Ahead in the Count: Why SIERA Doesn't Throw BABIP Out with the Bath Water

It sometimes seems as if the main reason people are wary of Defense Independent Pitching Statistics as a way to measure pitching performance is that they are reluctant to believe the theory that pitchers do not control the hit rate on balls in play (BABIP). It does not make intuitive sense, and it isn't even entirely true. Certainly, fans who disagree loudly with these theories should be reassured by the knowledge that defense-neutral ERA estimators are usually much closer to next year's ERA than the previous year's ERA, but many fans still can't get past the point that ERA estimators usually assume that pitchers do not have control over the outcome of balls in play.
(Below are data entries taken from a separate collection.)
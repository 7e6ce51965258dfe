// src/format.rs
//! Display formatting. Pure functions; nothing here touches the network.

use chrono::{DateTime, Utc};
use scraper::Html;

use crate::types::timestamp;

pub const DEFAULT_CURRENCY: &str = "NGN";

/// `Jan 5, 2024`, or an empty string for missing / unparseable input
pub fn format_date(raw: Option<&str>) -> String {
    format_timestamp(raw.and_then(timestamp::parse))
}

pub fn format_timestamp(value: Option<DateTime<Utc>>) -> String {
    value
        .map(|dt| dt.format("%b %-d, %Y").to_string())
        .unwrap_or_default()
}

/// `Jan 5, 2024, 2:30 PM`
pub fn format_datetime(value: Option<DateTime<Utc>>) -> String {
    value
        .map(|dt| dt.format("%b %-d, %Y, %-I:%M %p").to_string())
        .unwrap_or_default()
}

fn currency_symbol(code: &str) -> Option<&'static str> {
    Some(match code {
        "NGN" => "₦",
        "USD" => "$",
        "EUR" => "€",
        "GBP" => "£",
        "KES" => "KSh",
        "GHS" => "GH₵",
        "ZAR" => "R",
        "INR" => "₹",
        "JPY" => "¥",
        "CAD" => "CA$",
        "AUD" => "A$",
        _ => return None,
    })
}

fn group_thousands(value: u64) -> String {
    let digits = value.to_string();
    let mut grouped = String::with_capacity(digits.len() + digits.len() / 3);
    for (i, c) in digits.chars().enumerate() {
        if i > 0 && (digits.len() - i) % 3 == 0 {
            grouped.push(',');
        }
        grouped.push(c);
    }
    grouped
}

/// `₦1,000`, `$1,250.50`, `XOF 3,000`
pub fn format_currency(amount: f64, currency: &str) -> String {
    if !amount.is_finite() {
        return String::new();
    }

    let code = match currency.trim() {
        "" => DEFAULT_CURRENCY.to_string(),
        code => code.to_uppercase(),
    };

    let cents = (amount.abs() * 100.0).round() as u64;
    let mut number = group_thousands(cents / 100);
    if cents % 100 != 0 {
        number.push_str(&format!(".{:02}", cents % 100));
    }

    let formatted = match currency_symbol(&code) {
        Some(symbol) => format!("{}{}", symbol, number),
        None => format!("{} {}", code, number),
    };

    if amount < 0.0 && cents != 0 {
        format!("-{}", formatted)
    } else {
        formatted
    }
}

pub fn format_salary_range(min: Option<f64>, max: Option<f64>, currency: Option<&str>) -> String {
    let currency = currency.unwrap_or(DEFAULT_CURRENCY);
    match (min, max) {
        (Some(min), Some(max)) if min == max => format_currency(min, currency),
        (Some(min), Some(max)) => format!(
            "{} - {}",
            format_currency(min, currency),
            format_currency(max, currency)
        ),
        (Some(min), None) => format!("From {}", format_currency(min, currency)),
        (None, Some(max)) => format!("Up to {}", format_currency(max, currency)),
        (None, None) => "Not specified".to_string(),
    }
}

/// Cut to `max_chars` characters, ending in `...` when anything was dropped
pub fn truncate(text: &str, max_chars: usize) -> String {
    if text.chars().count() <= max_chars {
        return text.to_string();
    }
    let kept: String = text.chars().take(max_chars).collect();
    format!("{}...", kept.trim_end())
}

fn plural(n: i64, unit: &str) -> String {
    if n == 1 {
        format!("1 {} ago", unit)
    } else {
        format!("{} {}s ago", n, unit)
    }
}

pub fn time_ago(value: DateTime<Utc>, now: DateTime<Utc>) -> String {
    let seconds = (now - value).num_seconds();
    if seconds < 0 {
        return format_timestamp(Some(value));
    }

    let minutes = seconds / 60;
    let hours = minutes / 60;
    let days = hours / 24;

    if seconds < 60 {
        "just now".to_string()
    } else if minutes < 60 {
        plural(minutes, "minute")
    } else if hours < 24 {
        plural(hours, "hour")
    } else if days < 30 {
        plural(days, "day")
    } else if days < 365 {
        plural(days / 30, "month")
    } else {
        plural(days / 365, "year")
    }
}

/// Visible text of rich-text (HTML) content, whitespace collapsed
pub fn html_excerpt(html: &str, max_chars: usize) -> String {
    let fragment = Html::parse_fragment(html);
    let text = fragment.root_element().text().collect::<Vec<_>>().join(" ");
    let collapsed = text.split_whitespace().collect::<Vec<_>>().join(" ");
    truncate(&collapsed, max_chars)
}

#[cfg(test)]
mod tests {
    use super::*;
    use chrono::{Duration, TimeZone};

    #[test]
    fn test_format_date_handles_missing_values() {
        assert_eq!(format_date(None), "");
        assert_eq!(format_date(Some("")), "");
        assert_eq!(format_date(Some("not a date")), "");
        assert_eq!(format_timestamp(None), "");
    }

    #[test]
    fn test_format_date_shapes() {
        assert_eq!(format_date(Some("2024-01-05T10:00:00Z")), "Jan 5, 2024");
        assert_eq!(format_date(Some("2024-12-25")), "Dec 25, 2024");

        let dt = Utc.with_ymd_and_hms(2024, 1, 5, 14, 30, 0).unwrap();
        assert_eq!(format_datetime(Some(dt)), "Jan 5, 2024, 2:30 PM");
    }

    #[test]
    fn test_format_currency_naira() {
        let formatted = format_currency(1000.0, "NGN");
        assert!(formatted.contains("1,000"));
        assert!(formatted.contains('₦'));
        assert_eq!(formatted, "₦1,000");
    }

    #[test]
    fn test_format_currency_variants() {
        assert_eq!(format_currency(1250.5, "usd"), "$1,250.50");
        assert_eq!(format_currency(1234567.0, "EUR"), "€1,234,567");
        assert_eq!(format_currency(3000.0, "XOF"), "XOF 3,000");
        assert_eq!(format_currency(-20.0, "GBP"), "-£20");
        assert_eq!(format_currency(999.0, ""), "₦999");
        assert_eq!(format_currency(f64::NAN, "USD"), "");
    }

    #[test]
    fn test_salary_range() {
        assert_eq!(
            format_salary_range(Some(100_000.0), Some(200_000.0), Some("NGN")),
            "₦100,000 - ₦200,000"
        );
        assert_eq!(format_salary_range(Some(5.0), None, Some("USD")), "From $5");
        assert_eq!(format_salary_range(None, Some(5.0), None), "Up to ₦5");
        assert_eq!(format_salary_range(None, None, None), "Not specified");
    }

    #[test]
    fn test_truncate() {
        assert_eq!(truncate("short", 10), "short");
        assert_eq!(truncate("Hello brave new world", 11), "Hello brave...");
        assert_eq!(truncate("Hello world", 6), "Hello...");
        assert_eq!(truncate("ñandú ñandú", 5), "ñandú...");
    }

    #[test]
    fn test_time_ago() {
        let now = Utc.with_ymd_and_hms(2025, 6, 1, 12, 0, 0).unwrap();
        assert_eq!(time_ago(now - Duration::seconds(20), now), "just now");
        assert_eq!(time_ago(now - Duration::minutes(1), now), "1 minute ago");
        assert_eq!(time_ago(now - Duration::hours(5), now), "5 hours ago");
        assert_eq!(time_ago(now - Duration::days(3), now), "3 days ago");
        assert_eq!(time_ago(now - Duration::days(65), now), "2 months ago");
        assert_eq!(time_ago(now - Duration::days(800), now), "2 years ago");
    }

    #[test]
    fn test_html_excerpt() {
        let html = "<h2>Title</h2>\n<p>First   paragraph with <a href=\"#\">a link</a>.</p>";
        assert_eq!(html_excerpt(html, 200), "Title First paragraph with a link .");
        assert_eq!(html_excerpt("<p>abcdef</p>", 3), "abc...");
    }
}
That is because these estimators simply look to interpret the effect on scoring of a strikeout, walk, and home run. This gives them the strength to predict ERA well because they are able to explicitly state the effect of each of these outcomes.

Alternatively, you can now find Baseball Prospectus' new defense-neutral ERA estimator, SIERA, in the stat reports. SIERA does not make this assumption. That's because we know that pitchers do control their BABIP to a certain degree. In any given season, the average starting pitcher who can keep his job will have his BABIP determined roughly 75 percent by luck, 13 percent by his team's defense/park, and 12 percent by his own skill.* How do we actually figure out the 12 percent that is skill, when we know that the variance in BABIPs and the limits of sample size imply that such a large fraction is luck? Fortunately, J.C. Bradbury found in 2005 that much of BABIP skill from pitchers can actually be explained by their defense-independent skills. In fact, about 86 percent of the pitcher portion of BABIP skill is explained by these statistics.**

When I say that these defense independent pitching statistics "explain" BABIP skill, I mean that you can figure how good pitchers are at preventing hits on balls in play by knowing how good they are at these skills. Specifically, pitchers who strike out a lot of hitters also induce a lot of weak contact. Randy Johnson was good at preventing hits on balls in play, and Tim Lincecum looks pretty good, too. Additionally, pitchers who walk a lot of hitters—those who miss the corners of the plate by a few inches—also have trouble with leaving the ball a few inches towards the middle of the plate, and are more likely give up more hits. Greg Maddux is an example of the opposite extreme as his impeccable control allowed him to keep the hits down. Pitchers who allow a lot of fly balls also induce a lot of pop-ups, easy outs that keep BABIP down. Both Jered Weaver and Ted Lilly are fly ball-prone, and while that hurts their home run numbers, they also induce a fair amount of popups. The ability to control the ball, miss the bat, and hit the top of the bat all correlate very highly and explain most of the pitcher's ability to control BABIP, and this is all utilized by SIERA.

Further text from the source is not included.